Предлагаем ознакомиться с Symantec Threat Landscape Bulletin, чтобы узнать подробнее о новостях из мира кибербезопасности за 28, 31 июля, 1 августа 2025.
На форуме Darkweb Leakzone произошла утечка данных
В результате утечки данных на известном форуме Darkweb Leakzone были раскрыты большие объемы конфиденциальной информации с сайта, что может поставить под угрозу многих его пользователей. 18 июля 2025 года исследователи обнаружили незащищенную базу данных Elasticsearch, содержащую около 22 миллионов записей веб-запросов за период с 25 июня по середину июля. Эти записи раскрывали IP-адреса, географическое положение и данные интернет-провайдеров пользователей форума.

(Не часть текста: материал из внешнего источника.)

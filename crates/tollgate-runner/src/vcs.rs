//! Version control for task branches, checkpoints and merges.

use std::fs;
use std::io::Write;
use std::path::{Path, PathBuf};
use std::process::Command;
use std::time::Duration;

use thiserror::Error;
use tollgate::fsutil::sanitize_task_id;
use tracing::{debug, info, warn};

/// Base delay between retries in milliseconds
const RETRY_BASE_DELAY_MS: u64 = 100;

/// Prefix on every commit the runner makes.
const COMMIT_PREFIX: &str = "[tollgate]";

/// Control directory kept out of every checkpoint.
const CONTROL_DIR: &str = ".tollgate/";

#[derive(Debug, Error)]
pub enum VcsError {
    #[error("git {command} failed: {stderr}")]
    Command { command: String, stderr: String },

    #[error("failed to run git: {0}")]
    Spawn(#[from] std::io::Error),

    #[error("{0} is not a git repository")]
    NotARepository(PathBuf),
}

impl VcsError {
    /// Lock contention from a concurrent git process.
    pub fn is_retryable(&self) -> bool {
        match self {
            Self::Command { stderr, .. } => {
                stderr.contains("index.lock")
                    || stderr.contains("could not lock")
                    || stderr.contains("Another git process")
            }
            _ => false,
        }
    }
}

/// Branch, checkpoint and merge operations the orchestrator needs.
pub trait VersionControl: Send + Sync {
    /// Create the task branch if missing and switch to it. Returns the
    /// branch name.
    fn create_branch(&self, task_id: &str) -> Result<String, VcsError>;

    /// Commit everything outstanding. `None` when there was nothing to commit.
    fn checkpoint_commit(&self, message: &str) -> Result<Option<String>, VcsError>;

    /// Merge the task branch into the main branch.
    fn merge_to_main(&self, task_id: &str) -> Result<(), VcsError>;
}

/// Branch name for a task.
pub fn task_branch(task_id: &str) -> String {
    format!("tollgate/{}", sanitize_task_id(task_id))
}

/// Git CLI backend.
pub struct GitVcs {
    working_dir: PathBuf,
    main_branch: String,
    max_retries: u32,
}

impl GitVcs {
    /// Open the repository at `working_dir` and keep the control directory
    /// out of its commits.
    pub fn new(
        working_dir: impl AsRef<Path>,
        main_branch: impl Into<String>,
    ) -> Result<Self, VcsError> {
        let vcs = Self {
            working_dir: working_dir.as_ref().to_path_buf(),
            main_branch: main_branch.into(),
            max_retries: 3,
        };
        let git_dir = vcs
            .run_git(&["rev-parse", "--git-dir"])
            .map_err(|_| VcsError::NotARepository(vcs.working_dir.clone()))?;
        vcs.exclude_control_dir(&vcs.working_dir.join(git_dir))?;
        Ok(vcs)
    }

    pub fn with_retries(mut self, max_retries: u32) -> Self {
        self.max_retries = max_retries;
        self
    }

    fn exclude_control_dir(&self, git_dir: &Path) -> Result<(), VcsError> {
        let exclude = git_dir.join("info").join("exclude");
        let existing = fs::read_to_string(&exclude).unwrap_or_default();
        if existing.lines().any(|l| l.trim() == CONTROL_DIR) {
            return Ok(());
        }
        if let Some(parent) = exclude.parent() {
            fs::create_dir_all(parent)?;
        }
        let mut file = fs::OpenOptions::new()
            .create(true)
            .append(true)
            .open(&exclude)?;
        if !existing.is_empty() && !existing.ends_with('\n') {
            writeln!(file)?;
        }
        writeln!(file, "{CONTROL_DIR}")?;
        debug!(path = %exclude.display(), "Excluded control directory from git");
        Ok(())
    }

    fn run_git(&self, args: &[&str]) -> Result<String, VcsError> {
        let output = Command::new("git")
            .args(args)
            .current_dir(&self.working_dir)
            .output()?;

        if !output.status.success() {
            let stderr = String::from_utf8_lossy(&output.stderr);
            return Err(VcsError::Command {
                command: args.join(" "),
                stderr: stderr.trim().to_string(),
            });
        }

        Ok(String::from_utf8_lossy(&output.stdout).trim().to_string())
    }

    /// Run git, retrying lock contention with exponential backoff:
    /// 100ms, 200ms, 400ms, etc.
    fn run_git_with_retry(&self, args: &[&str]) -> Result<String, VcsError> {
        let mut attempt = 0;
        loop {
            match self.run_git(args) {
                Err(e) if e.is_retryable() && attempt < self.max_retries => {
                    let delay = RETRY_BASE_DELAY_MS * (1 << attempt);
                    warn!(command = %args.join(" "), attempt, delay_ms = delay, "Retrying git");
                    std::thread::sleep(Duration::from_millis(delay));
                    attempt += 1;
                }
                other => return other,
            }
        }
    }

    fn branch_exists(&self, branch: &str) -> bool {
        self.run_git(&["rev-parse", "--verify", "--quiet", &format!("refs/heads/{branch}")])
            .is_ok()
    }
}

impl VersionControl for GitVcs {
    fn create_branch(&self, task_id: &str) -> Result<String, VcsError> {
        let branch = task_branch(task_id);
        if self.branch_exists(&branch) {
            self.run_git_with_retry(&["checkout", &branch])?;
        } else {
            self.run_git_with_retry(&["checkout", "-b", &branch, &self.main_branch])?;
            info!(task_id, branch = %branch, "Created task branch");
        }
        Ok(branch)
    }

    fn checkpoint_commit(&self, message: &str) -> Result<Option<String>, VcsError> {
        self.run_git_with_retry(&["add", "-A"])?;
        if self.run_git(&["status", "--porcelain"])?.is_empty() {
            return Ok(None);
        }
        let full = format!("{COMMIT_PREFIX} {message}");
        self.run_git_with_retry(&["commit", "-m", &full])?;
        let hash = self.run_git(&["rev-parse", "--short", "HEAD"])?;
        debug!(hash = %hash, message, "Checkpoint commit");
        Ok(Some(hash))
    }

    fn merge_to_main(&self, task_id: &str) -> Result<(), VcsError> {
        let branch = task_branch(task_id);
        self.run_git_with_retry(&["checkout", &self.main_branch])?;
        let message = format!("{COMMIT_PREFIX} merge {branch}");
        if let Err(e) = self.run_git(&["merge", "--no-ff", "-m", &message, &branch]) {
            if let Err(abort) = self.run_git(&["merge", "--abort"]) {
                warn!(error = %abort, "git merge --abort failed");
            }
            return Err(e);
        }
        info!(task_id, branch = %branch, main = %self.main_branch, "Merged task branch");
        Ok(())
    }
}

/// Stand-in for workspaces without git. Every operation succeeds.
pub struct NoopVcs;

impl VersionControl for NoopVcs {
    fn create_branch(&self, task_id: &str) -> Result<String, VcsError> {
        Ok(task_branch(task_id))
    }

    fn checkpoint_commit(&self, _message: &str) -> Result<Option<String>, VcsError> {
        Ok(None)
    }

    fn merge_to_main(&self, _task_id: &str) -> Result<(), VcsError> {
        Ok(())
    }
}

#[cfg(test)]
mod tests {
    use super::*;

    fn git_available() -> bool {
        Command::new("git").arg("--version").output().is_ok()
    }

    fn git(dir: &Path, args: &[&str]) -> String {
        let output = Command::new("git").args(args).current_dir(dir).output().unwrap();
        assert!(
            output.status.success(),
            "git {}: {}",
            args.join(" "),
            String::from_utf8_lossy(&output.stderr)
        );
        String::from_utf8_lossy(&output.stdout).trim().to_string()
    }

    fn repo() -> tempfile::TempDir {
        let dir = tempfile::tempdir().unwrap();
        let p = dir.path();
        git(p, &["init", "-q", "-b", "main"]);
        git(p, &["config", "user.name", "Tollgate Test"]);
        git(p, &["config", "user.email", "test@tollgate.local"]);
        fs::write(p.join("lib.rs"), "pub fn a() {}\n").unwrap();
        git(p, &["add", "-A"]);
        git(p, &["commit", "-q", "-m", "init"]);
        dir
    }

    #[test]
    fn test_not_a_repository() {
        if !git_available() {
            return;
        }
        let dir = tempfile::tempdir().unwrap();
        assert!(matches!(
            GitVcs::new(dir.path(), "main"),
            Err(VcsError::NotARepository(_))
        ));
    }

    #[test]
    fn test_branch_checkpoint_merge() {
        if !git_available() {
            return;
        }
        let dir = repo();
        let p = dir.path();
        let vcs = GitVcs::new(p, "main").unwrap();

        let branch = vcs.create_branch("task 7").unwrap();
        assert_eq!(branch, "tollgate/task_7");
        assert_eq!(vcs.create_branch("task 7").unwrap(), branch);
        assert_eq!(git(p, &["rev-parse", "--abbrev-ref", "HEAD"]), branch);

        assert_eq!(vcs.checkpoint_commit("nothing").unwrap(), None);

        fs::create_dir_all(p.join(".tollgate/state")).unwrap();
        fs::write(p.join(".tollgate/state/x.json"), "{}").unwrap();
        assert_eq!(vcs.checkpoint_commit("control only").unwrap(), None);

        fs::write(p.join("lib.rs"), "pub fn a() -> u8 { 1 }\n").unwrap();
        let hash = vcs.checkpoint_commit("task 7: implementation").unwrap();
        assert!(hash.is_some());
        assert!(git(p, &["log", "-1", "--format=%s"]).starts_with("[tollgate] task 7"));

        vcs.merge_to_main("task 7").unwrap();
        assert_eq!(git(p, &["rev-parse", "--abbrev-ref", "HEAD"]), "main");
        assert_eq!(
            fs::read_to_string(p.join("lib.rs")).unwrap(),
            "pub fn a() -> u8 { 1 }\n"
        );
    }

    #[test]
    fn test_exclude_written_once() {
        if !git_available() {
            return;
        }
        let dir = repo();
        GitVcs::new(dir.path(), "main").unwrap();
        GitVcs::new(dir.path(), "main").unwrap();
        let exclude = fs::read_to_string(dir.path().join(".git/info/exclude")).unwrap();
        assert_eq!(exclude.lines().filter(|l| *l == CONTROL_DIR).count(), 1);
    }

    #[test]
    fn test_retryable_classification() {
        let locked = VcsError::Command {
            command: "commit".into(),
            stderr: "fatal: Unable to create '.git/index.lock': File exists.".into(),
        };
        assert!(locked.is_retryable());
        let conflict = VcsError::Command {
            command: "merge".into(),
            stderr: "CONFLICT (content): Merge conflict in lib.rs".into(),
        };
        assert!(!conflict.is_retryable());
    }
}
//! Worker protocol and the HTTP connection that carries it.
//!
//! Requests and responses are a closed set of tagged JSON variants. Every
//! response struct refuses unknown fields, so a worker that drifts from the
//! protocol fails at the boundary instead of half-parsing into a contract.

use std::sync::atomic::{AtomicBool, Ordering};
use std::time::Duration;

use async_trait::async_trait;
use schemars::JsonSchema;
use serde::{Deserialize, Serialize};
use thiserror::Error;
use tollgate::contract::{Constraints, Finding, JudgeVerdict, LocalVerdict, ModelTier};
use tracing::{debug, info, warn};

use crate::config::WorkerConfig;

// ============================================================================
// Protocol
// ============================================================================

#[derive(Debug, Clone, Copy, PartialEq, Eq, Serialize, Deserialize, JsonSchema)]
#[serde(rename_all = "snake_case")]
pub enum WorkerRole {
    Implementer,
    LocalReviewer,
    Judge,
    Rebutter,
}

impl std::fmt::Display for WorkerRole {
    fn fmt(&self, f: &mut std::fmt::Formatter<'_>) -> std::fmt::Result {
        match self {
            Self::Implementer => write!(f, "implementer"),
            Self::LocalReviewer => write!(f, "local_reviewer"),
            Self::Judge => write!(f, "judge"),
            Self::Rebutter => write!(f, "rebutter"),
        }
    }
}

/// One call to a worker.
#[derive(Debug, Clone, PartialEq, Serialize, Deserialize, JsonSchema)]
#[serde(deny_unknown_fields)]
pub struct WorkerRequest {
    pub task_id: String,
    pub role: WorkerRole,
    pub model_tier: ModelTier,
    /// Prompt body: requirements, diff, findings, depending on the role.
    pub content: String,
    pub constraints: Constraints,
    pub timeout_seconds: u64,
}

#[derive(Debug, Clone, Copy, PartialEq, Default, Serialize, Deserialize, JsonSchema)]
#[serde(deny_unknown_fields, default)]
pub struct Usage {
    pub tokens: u64,
    pub cost_usd: f64,
}

#[derive(Debug, Clone, PartialEq, Serialize, Deserialize, JsonSchema)]
#[serde(deny_unknown_fields)]
pub struct ImplementationReport {
    pub success: bool,
    /// Sandbox-relative submission records staged by the worker.
    #[serde(default)]
    pub drafts: Vec<String>,
    #[serde(default, skip_serializing_if = "Option::is_none")]
    pub stall_reason: Option<String>,
    #[serde(default)]
    pub usage: Usage,
}

#[derive(Debug, Clone, PartialEq, Serialize, Deserialize, JsonSchema)]
#[serde(deny_unknown_fields)]
pub struct LocalReviewReport {
    pub verdict: LocalVerdict,
    #[serde(default)]
    pub findings: Vec<Finding>,
    #[serde(default)]
    pub usage: Usage,
}

#[derive(Debug, Clone, PartialEq, Serialize, Deserialize, JsonSchema)]
#[serde(deny_unknown_fields)]
pub struct JudgeReviewReport {
    pub verdict: JudgeVerdict,
    #[serde(default)]
    pub findings: Vec<Finding>,
    #[serde(default)]
    pub usage: Usage,
}

#[derive(Debug, Clone, PartialEq, Serialize, Deserialize, JsonSchema)]
#[serde(rename_all = "snake_case")]
pub enum RebuttalStance {
    /// Argue the judge's findings.
    Rebut { text: String },
    /// Accept the findings and rework.
    Concede,
}

#[derive(Debug, Clone, PartialEq, Serialize, Deserialize, JsonSchema)]
#[serde(deny_unknown_fields)]
pub struct RebuttalReport {
    pub stance: RebuttalStance,
    #[serde(default)]
    pub usage: Usage,
}

#[derive(Debug, Clone, PartialEq, Serialize, Deserialize, JsonSchema)]
#[serde(deny_unknown_fields)]
pub struct StallReport {
    pub reason: String,
    #[serde(default)]
    pub usage: Usage,
}

/// Everything a worker may answer.
#[derive(Debug, Clone, PartialEq, Serialize, Deserialize, JsonSchema)]
#[serde(tag = "kind", rename_all = "snake_case")]
pub enum WorkerResponse {
    Implementation(ImplementationReport),
    LocalReview(LocalReviewReport),
    JudgeReview(JudgeReviewReport),
    Rebuttal(RebuttalReport),
    Stalled(StallReport),
}

impl WorkerResponse {
    pub fn usage(&self) -> Usage {
        match self {
            Self::Implementation(r) => r.usage,
            Self::LocalReview(r) => r.usage,
            Self::JudgeReview(r) => r.usage,
            Self::Rebuttal(r) => r.usage,
            Self::Stalled(r) => r.usage,
        }
    }

    pub fn kind(&self) -> &'static str {
        match self {
            Self::Implementation(_) => "implementation",
            Self::LocalReview(_) => "local_review",
            Self::JudgeReview(_) => "judge_review",
            Self::Rebuttal(_) => "rebuttal",
            Self::Stalled(_) => "stalled",
        }
    }
}

// ============================================================================
// Errors
// ============================================================================

#[derive(Debug, Error)]
pub enum WorkerError {
    #[error("worker connection failed: {0}")]
    Connection(String),

    #[error("worker returned HTTP {status}: {body}")]
    Http { status: u16, body: String },

    /// Response did not parse as a protocol variant.
    #[error("worker protocol violation: {0}")]
    Protocol(String),

    #[error("worker connection is closed")]
    Closed,

    #[error("worker call timed out after {0}s")]
    Timeout(u64),

    #[error("worker task failed: {0}")]
    Join(String),
}

impl WorkerError {
    /// Transient failures worth another attempt on a later pass.
    pub fn is_retryable(&self) -> bool {
        match self {
            Self::Connection(_) | Self::Timeout(_) => true,
            Self::Http { status, .. } => *status == 429 || *status >= 500,
            Self::Protocol(_) | Self::Closed | Self::Join(_) => false,
        }
    }
}

impl From<tokio::task::JoinError> for WorkerError {
    fn from(e: tokio::task::JoinError) -> Self {
        Self::Join(e.to_string())
    }
}

// ============================================================================
// Worker seam
// ============================================================================

/// An implementer, reviewer or judge reachable by the orchestrator.
#[async_trait]
pub trait Worker: Send + Sync {
    async fn invoke(&self, request: &WorkerRequest) -> Result<WorkerResponse, WorkerError>;
}

/// Long-lived HTTP connection to a worker service.
///
/// `POST {url}/invoke` carries a [`WorkerRequest`]; `GET {url}/health` is the
/// liveness probe used by `open` and by reconnects.
pub struct HttpWorker {
    client: reqwest::Client,
    base_url: String,
    config: WorkerConfig,
    open: AtomicBool,
}

impl HttpWorker {
    pub fn new(config: &WorkerConfig) -> Result<Self, WorkerError> {
        let client = reqwest::Client::builder()
            .connect_timeout(Duration::from_secs(config.connect_timeout_secs))
            .build()
            .map_err(|e| WorkerError::Connection(e.to_string()))?;
        Ok(Self {
            client,
            base_url: config.url.trim_end_matches('/').to_string(),
            config: config.clone(),
            open: AtomicBool::new(false),
        })
    }

    pub fn is_open(&self) -> bool {
        self.open.load(Ordering::Acquire)
    }

    /// Probe the service until it answers, backing off between attempts.
    pub async fn open(&self) -> Result<(), WorkerError> {
        let mut last_error = WorkerError::Closed;
        for attempt in 0..=self.config.max_reconnect_attempts {
            match self.probe().await {
                Ok(()) => {
                    self.open.store(true, Ordering::Release);
                    info!(url = %self.base_url, attempt, "Worker connection open");
                    return Ok(());
                }
                Err(e) => {
                    warn!(url = %self.base_url, attempt, error = %e, "Health check failed");
                    last_error = e;
                    if attempt < self.config.max_reconnect_attempts {
                        let delay = self.config.reconnect_base_delay_ms * (1 << attempt.min(10));
                        tokio::time::sleep(Duration::from_millis(delay)).await;
                    }
                }
            }
        }
        Err(last_error)
    }

    pub fn close(&self) {
        if self.open.swap(false, Ordering::AcqRel) {
            info!(url = %self.base_url, "Worker connection closed");
        }
    }

    async fn probe(&self) -> Result<(), WorkerError> {
        let response = self
            .client
            .get(format!("{}/health", self.base_url))
            .send()
            .await
            .map_err(|e| WorkerError::Connection(e.to_string()))?;
        if response.status().is_success() {
            Ok(())
        } else {
            Err(WorkerError::Http {
                status: response.status().as_u16(),
                body: String::new(),
            })
        }
    }

    async fn post(&self, request: &WorkerRequest) -> Result<WorkerResponse, WorkerError> {
        let response = self
            .client
            .post(format!("{}/invoke", self.base_url))
            .timeout(Duration::from_secs(request.timeout_seconds.max(1)))
            .json(request)
            .send()
            .await
            .map_err(|e| {
                if e.is_timeout() {
                    WorkerError::Timeout(request.timeout_seconds)
                } else {
                    WorkerError::Connection(e.to_string())
                }
            })?;

        let status = response.status();
        let body = response
            .text()
            .await
            .map_err(|e| WorkerError::Connection(e.to_string()))?;
        if !status.is_success() {
            return Err(WorkerError::Http {
                status: status.as_u16(),
                body,
            });
        }
        parse_response(&body)
    }
}

#[async_trait]
impl Worker for HttpWorker {
    async fn invoke(&self, request: &WorkerRequest) -> Result<WorkerResponse, WorkerError> {
        if !self.is_open() {
            self.open().await?;
        }
        debug!(
            task_id = %request.task_id,
            role = %request.role,
            tier = %request.model_tier,
            "Invoking worker"
        );

        match self.post(request).await {
            Err(WorkerError::Connection(e)) => {
                warn!(task_id = %request.task_id, error = %e, "Worker connection lost");
                self.open.store(false, Ordering::Release);
                self.open().await?;
                self.post(request).await
            }
            other => other,
        }
    }
}

/// Parse a response body, refusing anything outside the protocol.
pub fn parse_response(body: &str) -> Result<WorkerResponse, WorkerError> {
    serde_json::from_str(body).map_err(|e| WorkerError::Protocol(e.to_string()))
}

#[cfg(test)]
mod tests {
    use super::*;
    use tollgate::contract::FindingSeverity;

    #[test]
    fn test_parse_each_variant() {
        let cases = [
            (
                r#"{"kind":"implementation","success":true,"drafts":["t__lib.rs.submission.json"],"usage":{"tokens":10,"cost_usd":0.01}}"#,
                "implementation",
            ),
            (
                r#"{"kind":"local_review","verdict":"minor_issues","findings":[{"severity":"style","message":"naming"}]}"#,
                "local_review",
            ),
            (r#"{"kind":"judge_review","verdict":"fail"}"#, "judge_review"),
            (
                r#"{"kind":"rebuttal","stance":{"rebut":{"text":"the test covers it"}}}"#,
                "rebuttal",
            ),
            (r#"{"kind":"rebuttal","stance":"concede"}"#, "rebuttal"),
            (r#"{"kind":"stalled","reason":"cannot compile"}"#, "stalled"),
        ];
        for (body, kind) in cases {
            let response = parse_response(body).unwrap();
            assert_eq!(response.kind(), kind, "{body}");
        }
    }

    #[test]
    fn test_unknown_fields_rejected() {
        let err = parse_response(r#"{"kind":"judge_review","verdict":"pass","confidence":0.9}"#)
            .unwrap_err();
        assert!(matches!(err, WorkerError::Protocol(_)));

        let err = parse_response(r#"{"kind":"approve"}"#).unwrap_err();
        assert!(matches!(err, WorkerError::Protocol(_)));
    }

    #[test]
    fn test_finding_severity_parsed() {
        let response = parse_response(
            r#"{"kind":"judge_review","verdict":"fail","findings":[{"severity":"blocking","message":"panics","file":"src/lib.rs"}],"usage":{"tokens":5}}"#,
        )
        .unwrap();
        let WorkerResponse::JudgeReview(report) = response else {
            panic!("wrong variant");
        };
        assert_eq!(report.findings[0].severity, FindingSeverity::Blocking);
        assert_eq!(report.usage.tokens, 5);
        assert_eq!(report.usage.cost_usd, 0.0);
    }

    #[test]
    fn test_error_retry_classification() {
        assert!(WorkerError::Connection("refused".into()).is_retryable());
        assert!(WorkerError::Timeout(30).is_retryable());
        assert!(WorkerError::Http { status: 503, body: String::new() }.is_retryable());
        assert!(WorkerError::Http { status: 429, body: String::new() }.is_retryable());
        assert!(!WorkerError::Http { status: 400, body: String::new() }.is_retryable());
        assert!(!WorkerError::Protocol("bad".into()).is_retryable());
    }

    #[test]
    fn test_request_serializes_role_and_tier() {
        let request = WorkerRequest {
            task_id: "t1".into(),
            role: WorkerRole::LocalReviewer,
            model_tier: ModelTier::Strong,
            content: "review this".into(),
            constraints: Constraints::default(),
            timeout_seconds: 300,
        };
        let json = serde_json::to_value(&request).unwrap();
        assert_eq!(json["role"], "local_reviewer");
        assert_eq!(json["model_tier"], "strong");
    }

    #[tokio::test]
    async fn test_open_fails_against_dead_endpoint() {
        let worker = HttpWorker::new(&WorkerConfig {
            url: "http://127.0.0.1:9".into(),
            connect_timeout_secs: 1,
            max_reconnect_attempts: 0,
            reconnect_base_delay_ms: 1,
        })
        .unwrap();
        assert!(!worker.is_open());
        assert!(worker.open().await.is_err());
        assert!(!worker.is_open());
        worker.close();
    }
}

Раскрытые записи содержали 185 000 уникальных IP-адресов, что значительно превышает количество зарегистрированных пользователей (109 000). Это говорит о том, что многие пользователи приняли меры предосторожности и решили использовать инструменты для защиты конфиденциальности, такие как VPN и прокси-серверы, чтобы скрыть свою личность. Почти 5% запросов поступило с публичных прокси-серверов, причем многие активные пользователи направляли трафик через общие выходные узлы VPN. Географические данные показали, что пользователи форума проживали во многих регионах мира, за исключением пользователей из Китая, которые в основном направляли свой трафик через прокси-серверы, расположенные в других странах.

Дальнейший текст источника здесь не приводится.